Les Mots pour le Dire *
Il y a peu, Chéri et moi regardons ensemble le DVD de ce film - que j'ai d'ailleurs trouvé très bon -, et dont je connaissais d'autant plus l'histoire que j'avais lu auparavant le livre dont c'est l'adaptation ; il y est question (entre autres) de maladie, de mort, de la perte de ceux qu'on aime - j'étais donc préparée. Je fouille dans mes cahiers et retrouve les (très) longs extraits que j'en ai recopié à l'époque ; l'homme, qui connait parfaitement ma sensibilité, les lit et me demande : "Mais POURQUOI tu as lu ça ?". C'est une question qu'on me pose souvent : "Pourquoi tu lis ça ?", comme on dit "Pourquoi tu t'infliges ça ?". Je réponds : "C'est la Vie. Je ne suis pas la seule à en être passée par là. Mais il y en a qui ont le besoin - et la capacité - de le raconter."
Est-ce si vrai ? Parmi mes livres favoris, en figure un en particulier que je ne pourrai jamais relire, et qu'il m'est en plus difficile de recommander, qui traite également sans fioritures de ces sujets qui me hantent depuis des années (et qui m'ont même amenée dans la salle d'attente d'une psychanalyste). Mais ce pourrait être vrai de n'importe quel thème qui deviendrait un interdit personnel, alors imagines lorsqu'en plus il est question de tabou sociétal - je pense aux films "Amour" ou "Quelques Jours de Printemps" sortis l'an dernier, que j'ai regardé avec la plus grande difficulté, mais aussi avec curiosité (tout sauf malsaine) : comment, de quelle manière parler de ça?...
Est-ce qu'on peut esquiver perpétuellement les sujets douloureux ? Moi qui suis bibliophile, moi qui suis cinéphile, est-ce que je peux éviter à perpét de tomber sur des sujets qui vont à coup sûr me secouer ? Possible. Mais difficile, à moins de mettre de grosses oeillères.

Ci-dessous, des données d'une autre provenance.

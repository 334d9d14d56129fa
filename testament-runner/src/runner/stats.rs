// Copyright (c) The testament Contributors
// SPDX-License-Identifier: MIT OR Apache-2.0

use testament_metadata::TestamentExitCode;

/// Statistics about a finished run.
#[derive(Copy, Clone, Debug, Default, PartialEq, Eq)]
pub struct RunStats {
    /// The number of plan steps that were part of the run.
    pub steps: usize,

    /// The number of iterations that ran.
    pub iterations: usize,

    /// The number of test functions that started, summed over all iterations.
    pub tests_started: usize,

    /// The number of tests and suites that were skipped, summed over all iterations.
    pub tests_skipped: usize,

    /// The number of suites that started, summed over all iterations.
    pub suites_started: usize,

    /// The number of issues recorded.
    pub issues: usize,

    /// The number of issues that caused a test to fail.
    pub failing_issues: usize,

    /// The number of known issues recorded.
    pub known_issues: usize,

    /// The number of tests and test cases that were cancelled.
    pub cancelled: usize,
}

impl RunStats {
    /// Returns true if any failing issue was recorded.
    pub fn has_failures(&self) -> bool {
        self.failing_issues > 0
    }

    /// Returns the exit code a process should exit with after this run.
    pub fn exit_code(&self) -> i32 {
        if self.steps == 0 {
            TestamentExitCode::NO_TESTS_RUN
        } else if self.has_failures() {
            TestamentExitCode::TEST_RUN_FAILED
        } else {
            TestamentExitCode::OK
        }
    }
}
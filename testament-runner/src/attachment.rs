// Copyright (c) The testament Contributors
// SPDX-License-Identifier: MIT OR Apache-2.0

//! Values attached to a test while it runs.

use camino::{Utf8Path, Utf8PathBuf};
use std::{fmt, io};

/// A value attached to a running test, such as a log file or a rendered image.
///
/// Attachments are delivered to recorders through value-attached events. Writing them to disk is
/// up to the recorder.
#[derive(Clone, PartialEq, Eq)]
pub struct Attachment {
    /// The file name the attachment should preferably be saved under.
    pub preferred_name: String,

    /// The path the attachment was read from, if it came from disk.
    pub path: Option<Utf8PathBuf>,

    /// The contents of the attachment.
    pub bytes: Vec<u8>,
}

impl Attachment {
    /// Creates an attachment from in-memory contents.
    pub fn new(preferred_name: impl Into<String>, bytes: impl Into<Vec<u8>>) -> Self {
        Self {
            preferred_name: preferred_name.into(),
            path: None,
            bytes: bytes.into(),
        }
    }

    /// Creates an attachment from the contents of a file.
    ///
    /// The preferred name is the file name of `path`.
    pub fn from_path(path: impl AsRef<Utf8Path>) -> io::Result<Self> {
        let path = path.as_ref();
        let bytes = std::fs::read(path)?;
        Ok(Self {
            preferred_name: path.file_name().unwrap_or(path.as_str()).to_owned(),
            path: Some(path.to_owned()),
            bytes,
        })
    }
}

impl fmt::Debug for Attachment {
    fn fmt(&self, f: &mut fmt::Formatter<'_>) -> fmt::Result {
        f.debug_struct("Attachment")
            .field("preferred_name", &self.preferred_name)
            .field("path", &self.path)
            .field("len", &self.bytes.len())
            .finish()
    }
}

Alors pourquoi se confronter à ça ? Quel besoin de remuer la souffrance, de titiller la plaie pour qu'elle saigne à nouveau, comme ce film que j'évoquais au début de mon propos et qui m'a tout de même provoqué une sourde angoisse (ma spécialité). "Tu es maso ou quoi ?"
Non, simplement j'éprouve, comme tout un chacun qui trimballe avec soi ses épreuves, ses expériences, ses douleurs, le besoin de me reconnaître dans les mots ou les images d'un autre, quand moi-même je n'ai ni le talent, ni l'énergie pour le formuler. S'y cogner pour mieux comprendre, aussi, peut-être.
Se rassurer d'appartenir à une fraternité, fût-elle de souffrance (j'utilise un bien grand mot, mais tu me comprendras), reconnaître qu'on puisse être tourmenté toute sa vie par les mêmes évènements. Accepter qu'on ne puisse pas les fuir ou les éviter systématiquement. Admirer celles et ceux qui savent l'exprimer mieux que soi. En mots, en images, en musique. Du coup, se sentir un peu moins seule. Merci à eux.
★
*Titre emprunté à un très beau livre de Marie Cardinal qui lui aussi, m'a marquée en son temps.